Tornai al giornale e buttai giù due pezzi per l’edizione del giorno successivo: uno, come si dice, di colore: sull’ambiente, il rione, le opinioni più vere (anche se le più ostili e malignasse le riassunsi molto e dell’ipotesi mafia non parlai), pensieri e dispiaceri della gente, dolore e indifferenza, aspettative di giustizia e menefrego…; l’altro, firmato, sull’uomo l’artista e la sua storia. E questo fece effetto.
Fu molto letto, piacque, ricevetti una cifra de squilli d’eimellate e smessaggiate … come si dice adesso.
La verità è che alquanto stranamente Porta a Porta rimaneva zitta, e gli altri giornali, per non parlare dei Tg, seguivano il caso nella solita maniera un po’ banale, e senza cuore: voci superficiali e gossip da strapazzo, nessun reale approfondimento… e nessuna capacità di comprendere il valore dell’artista e dell’uomo che uno sgazzerato d’assassino aveva spento. Né capacità di comprendere non solo il valore ma il senso di quanto quell’uomo e i suoi amici avevano compiuto nell’arco di una vita. E a tutt’oggi stavano compiendo.

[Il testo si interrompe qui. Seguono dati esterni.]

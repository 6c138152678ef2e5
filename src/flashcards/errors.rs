use thiserror::Error;

use crate::storage::StoreError;

#[derive(Error, Debug)]
pub enum FlashcardError {
    #[error("Invalid input: {0}")]
    InvalidInput(String),

    #[error("Card not found: {0}")]
    CardNotFound(String),

    #[error("Note not found: {0}")]
    NoteNotFound(String),

    #[error("Invalid flashcard record {id}: {reason}")]
    InvalidRecord { id: String, reason: String },

    #[error("Store error: {0}")]
    Store(#[from] StoreError),

    #[error("JSON error: {0}")]
    Json(#[from] serde_json::Error),
}

impl FlashcardError {
    /// True for unknown card or note identifiers
    pub fn is_not_found(&self) -> bool {
        matches!(self, Self::CardNotFound(_) | Self::NoteNotFound(_))
    }
}

pub type Result<T> = std::result::Result<T, FlashcardError>;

Del resto, come sempre, il delitto Dell’Arco passò presto in nera, con titoli e spazi sempre più ristretti… In attesa, s’intende, che qualche rivelazione clamorosa, meglio se piccante, risvegliasse attenzione e tirature.
La sera, come stabilito, riferii a Marè e gli lessi i due pezzi: – Bene – commentò. Ma lo sentii stanco.